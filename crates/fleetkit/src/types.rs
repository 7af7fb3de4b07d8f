//! Core types: inventory, desired configuration, observed state.

use serde::{Deserialize, Serialize};

fn default_port() -> u16 {
    27017
}

/// Role a node plays in the fleet.
#[derive(Debug, Clone, Copy, Default, PartialEq, Eq, Hash, Serialize, Deserialize)]
#[serde(rename_all = "lowercase")]
pub enum NodeRole {
    /// Holds data; eligible to become primary
    #[default]
    Data,
    /// Votes in elections, holds no data
    Arbiter,
}

impl NodeRole {
    /// Whether the node stores data (and can be dumped or restored).
    pub fn holds_data(&self) -> bool {
        matches!(self, Self::Data)
    }
}

/// A single database-fleet member.
#[derive(Debug, Clone, PartialEq, Eq, Serialize, Deserialize)]
pub struct Node {
    /// Stable identifier within the environment
    pub id: String,
    /// Host name or address used for SSH and replica-set membership
    pub host: String,
    /// Database port
    #[serde(default = "default_port")]
    pub port: u16,
    /// SSH user, when it differs from the local default
    #[serde(default)]
    pub ssh_user: Option<String>,
    /// Credential reference for the SSH connection (resolved at use)
    #[serde(default)]
    pub credentials: Option<String>,
    /// Role tag
    #[serde(default)]
    pub role: NodeRole,
    /// Replica-set election priority
    #[serde(default)]
    pub priority: Option<u32>,
}

impl Node {
    /// Construct a data node listening on the default port.
    pub fn data(id: impl Into<String>, host: impl Into<String>) -> Self {
        Self {
            id: id.into(),
            host: host.into(),
            port: default_port(),
            ssh_user: None,
            credentials: None,
            role: NodeRole::Data,
            priority: None,
        }
    }

    /// Construct an arbiter listening on the default port.
    pub fn arbiter(id: impl Into<String>, host: impl Into<String>) -> Self {
        Self {
            role: NodeRole::Arbiter,
            ..Self::data(id, host)
        }
    }

    /// `host:port` as used in replica-set member lists.
    pub fn address(&self) -> String {
        format!("{}:{}", self.host, self.port)
    }
}

/// A named, ordered, non-empty set of nodes plus their declared state.
#[derive(Debug, Clone, Serialize, Deserialize)]
pub struct Environment {
    /// Environment name (also the artifact file-name prefix)
    pub name: String,
    /// Nodes in inventory order; the order drives primary selection
    pub nodes: Vec<Node>,
    /// Declared desired state shared by every node
    pub desired: DesiredConfig,
}

impl Environment {
    /// Look up a node by id.
    pub fn node(&self, id: &str) -> Option<&Node> {
        self.nodes.iter().find(|n| n.id == id)
    }

    /// Data-bearing nodes in inventory order.
    pub fn data_nodes(&self) -> impl Iterator<Item = &Node> {
        self.nodes.iter().filter(|n| n.role.holds_data())
    }

    /// The node that bootstraps the replica set: the first data node.
    pub fn primary(&self) -> Option<&Node> {
        self.data_nodes().next()
    }

    /// Whether `node` is the bootstrap primary.
    pub fn is_primary(&self, node: &Node) -> bool {
        self.primary().is_some_and(|p| p.id == node.id)
    }
}

fn default_image() -> String {
    "mongo".to_string()
}

fn default_container_name() -> String {
    "mongodb".to_string()
}

fn default_config_path() -> String {
    "/etc/mongod/mongod.conf".to_string()
}

fn default_data_path() -> String {
    "/var/lib/mongodb".to_string()
}

/// Declared target configuration for a fleet.
#[derive(Debug, Clone, PartialEq, Eq, Serialize, Deserialize)]
pub struct DesiredConfig {
    /// Database version (also the image tag)
    pub version: String,
    /// Container image repository
    #[serde(default = "default_image")]
    pub image: String,
    /// Container name on every node
    #[serde(default = "default_container_name")]
    pub container_name: String,
    /// Where the rendered config file lives on the node
    #[serde(default = "default_config_path")]
    pub config_path: String,
    /// Host directory mounted as the data directory
    #[serde(default = "default_data_path")]
    pub data_path: String,
    /// Authentication policy
    #[serde(default)]
    pub auth: AuthPolicy,
    /// Storage engine parameters
    #[serde(default)]
    pub storage: StorageParams,
    /// Replica-set membership, if the fleet runs as a replica set
    #[serde(default)]
    pub replica_set: Option<ReplicaSetSpec>,
    /// Backup policy
    #[serde(default)]
    pub backup: BackupPolicy,
}

impl DesiredConfig {
    /// Minimal desired config for `version` with every other field defaulted.
    pub fn new(version: impl Into<String>) -> Self {
        Self {
            version: version.into(),
            image: default_image(),
            container_name: default_container_name(),
            config_path: default_config_path(),
            data_path: default_data_path(),
            auth: AuthPolicy::default(),
            storage: StorageParams::default(),
            replica_set: None,
            backup: BackupPolicy::default(),
        }
    }

    /// Full image reference, e.g. `mongo:7.0.5`.
    pub fn image_ref(&self) -> String {
        format!("{}:{}", self.image, self.version)
    }
}

fn default_root_user() -> String {
    "admin".to_string()
}

/// Authentication policy.
#[derive(Debug, Clone, PartialEq, Eq, Serialize, Deserialize)]
pub struct AuthPolicy {
    /// Whether authorization is enforced
    #[serde(default)]
    pub enabled: bool,
    /// Name of the root user to bootstrap
    #[serde(default = "default_root_user")]
    pub root_user: String,
    /// Secret reference for the root password
    #[serde(default)]
    pub root_password_ref: Option<String>,
    /// Path of the replica-set keyfile on the node
    #[serde(default)]
    pub keyfile_path: Option<String>,
}

impl Default for AuthPolicy {
    fn default() -> Self {
        Self {
            enabled: false,
            root_user: default_root_user(),
            root_password_ref: None,
            keyfile_path: None,
        }
    }
}

fn default_engine() -> String {
    "wiredTiger".to_string()
}

/// Storage engine parameters.
#[derive(Debug, Clone, PartialEq, Eq, Serialize, Deserialize)]
pub struct StorageParams {
    /// Storage engine name
    #[serde(default = "default_engine")]
    pub engine: String,
    /// Engine cache size in MiB
    #[serde(default)]
    pub cache_size_mb: Option<u64>,
    /// Oplog size in MiB
    #[serde(default)]
    pub oplog_size_mb: Option<u64>,
}

impl Default for StorageParams {
    fn default() -> Self {
        Self {
            engine: default_engine(),
            cache_size_mb: None,
            oplog_size_mb: None,
        }
    }
}

/// Replica-set membership declaration.
#[derive(Debug, Clone, PartialEq, Eq, Serialize, Deserialize)]
pub struct ReplicaSetSpec {
    /// Replica-set name
    pub name: String,
}

fn default_schedule() -> String {
    "0 2 * * *".to_string()
}

fn default_retention_days() -> u32 {
    7
}

fn default_true() -> bool {
    true
}

/// Backup policy.
#[derive(Debug, Clone, PartialEq, Eq, Serialize, Deserialize)]
pub struct BackupPolicy {
    /// Cron-style schedule descriptor, consumed by whatever triggers backups
    #[serde(default = "default_schedule")]
    pub schedule: String,
    /// Artifacts older than this many days are rotated out
    #[serde(default = "default_retention_days")]
    pub retention_days: u32,
    /// Gzip the archive before transfer
    #[serde(default = "default_true")]
    pub compression: bool,
}

impl Default for BackupPolicy {
    fn default() -> Self {
        Self {
            schedule: default_schedule(),
            retention_days: default_retention_days(),
            compression: true,
        }
    }
}

// ============================================================================
// Observed state
// ============================================================================

/// Health as reported by a ping.
#[derive(Debug, Clone, Copy, PartialEq, Eq, Serialize, Deserialize)]
#[serde(rename_all = "lowercase")]
pub enum Health {
    /// Responding to commands
    Healthy,
    /// Reachable but not serving
    Unhealthy,
}

/// Member role within a replica set.
#[derive(Debug, Clone, Copy, PartialEq, Eq, Serialize, Deserialize)]
#[serde(rename_all = "lowercase")]
pub enum ReplicaRole {
    /// Accepts writes
    Primary,
    /// Replicates from the primary
    Secondary,
    /// Votes only
    Arbiter,
    /// Still syncing or electing
    Startup,
    /// Anything else the database reports (recovering, rollback, ...)
    Other,
}

impl std::fmt::Display for ReplicaRole {
    fn fmt(&self, f: &mut std::fmt::Formatter<'_>) -> std::fmt::Result {
        let name = match self {
            Self::Primary => "primary",
            Self::Secondary => "secondary",
            Self::Arbiter => "arbiter",
            Self::Startup => "startup",
            Self::Other => "other",
        };
        f.write_str(name)
    }
}

/// Replica-set view of one node.
#[derive(Debug, Clone, PartialEq, Eq, Serialize, Deserialize)]
pub struct ReplicaStatus {
    /// Name of the set the node belongs to
    pub set_name: String,
    /// This node's role
    pub role: ReplicaRole,
    /// Replication lag behind the primary, in seconds
    pub lag_secs: Option<u64>,
}

/// Container view of one node.
#[derive(Debug, Clone, Default, PartialEq, Eq, Serialize, Deserialize)]
pub struct ContainerState {
    /// Container exists (running or not)
    pub exists: bool,
    /// Container is running
    pub running: bool,
    /// Image reference the container was created from
    pub image: Option<String>,
    /// Result of the container's own health check, if it defines one
    pub healthy: Option<bool>,
}

impl ContainerState {
    /// Version part of the image reference (`mongo:7.0.5` → `7.0.5`).
    pub fn version(&self) -> Option<&str> {
        self.image
            .as_deref()
            .and_then(|image| image.rsplit_once(':'))
            .map(|(_, tag)| tag)
    }
}

/// Point-in-time snapshot of a node. Produced fresh by every run.
#[derive(Debug, Clone, Default, PartialEq, Eq, Serialize, Deserialize)]
pub struct ObservedState {
    /// Container state
    pub container: ContainerState,
    /// Current contents of the config file, if present
    pub config: Option<String>,
    /// Whether the root user exists; `None` when auth was not probed
    pub root_user_present: Option<bool>,
    /// Replica-set membership; `None` when not a member
    pub replica: Option<ReplicaStatus>,
}

impl ObservedState {
    /// Whether the node is a member of the set named `set_name`.
    pub fn is_member_of(&self, set_name: &str) -> bool {
        self.replica.as_ref().is_some_and(|r| r.set_name == set_name)
    }
}
//! Inventory resolution: environment name → ordered nodes.

use crate::error::{Error, Result};
use crate::types::Environment;
use regex::Regex;
use std::collections::HashSet;
use std::sync::LazyLock;

static ENV_NAME: LazyLock<Regex> =
    LazyLock::new(|| Regex::new(r"^[A-Za-z0-9][A-Za-z0-9_-]*$").expect("valid regex"));

/// Where environments come from (inventory files, a CMDB, a fixture).
pub trait InventorySource: Send + Sync {
    /// Load one environment, `None` if it is not declared.
    fn load(&self, name: &str) -> Result<Option<Environment>>;

    /// Names of every declared environment.
    fn environments(&self) -> Result<Vec<String>>;
}

/// An inventory held in memory.
#[derive(Debug, Clone, Default)]
pub struct StaticInventory {
    environments: Vec<Environment>,
}

impl StaticInventory {
    pub fn new(environments: Vec<Environment>) -> Self {
        Self { environments }
    }
}

impl InventorySource for StaticInventory {
    fn load(&self, name: &str) -> Result<Option<Environment>> {
        Ok(self.environments.iter().find(|e| e.name == name).cloned())
    }

    fn environments(&self) -> Result<Vec<String>> {
        Ok(self.environments.iter().map(|e| e.name.clone()).collect())
    }
}

/// Resolves environment names against an [`InventorySource`].
///
/// Nothing is cached: every call goes back to the source, so a new run
/// always sees the current inventory.
pub struct InventoryResolver {
    source: Box<dyn InventorySource>,
}

impl InventoryResolver {
    pub fn new(source: Box<dyn InventorySource>) -> Self {
        Self { source }
    }

    /// Resolve `name` to a validated environment.
    pub fn resolve(&self, name: &str) -> Result<Environment> {
        if !is_valid_name(name) {
            return Err(Error::not_found(format!(
                "environment '{name}' (names may only contain letters, digits, '-' and '_')"
            )));
        }

        let Some(env) = self.source.load(name)? else {
            let mut known = self.environments().unwrap_or_default();
            known.sort();
            return Err(Error::not_found(if known.is_empty() {
                format!("environment '{name}'")
            } else {
                format!("environment '{name}' (known: {})", known.join(", "))
            }));
        };

        if env.nodes.is_empty() {
            return Err(Error::not_found(format!(
                "environment '{name}' has no nodes"
            )));
        }

        let mut seen = HashSet::new();
        for node in &env.nodes {
            if !seen.insert(node.id.as_str()) {
                return Err(Error::precondition(format!(
                    "environment '{name}' declares node '{}' twice",
                    node.id
                )));
            }
        }

        log::debug!("Resolved environment {} ({} nodes)", name, env.nodes.len());
        Ok(env)
    }

    /// Names of every declared environment.
    pub fn environments(&self) -> Result<Vec<String>> {
        self.source.environments()
    }
}

/// Whether `name` is usable as an environment name (and artifact prefix).
pub fn is_valid_name(name: &str) -> bool {
    ENV_NAME.is_match(name)
}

Aim of the exercise :: Please filter the listing down to lines that include the word "enum".

Answer ::
pub enum NodeRole {
pub enum Health {
pub enum ReplicaRole {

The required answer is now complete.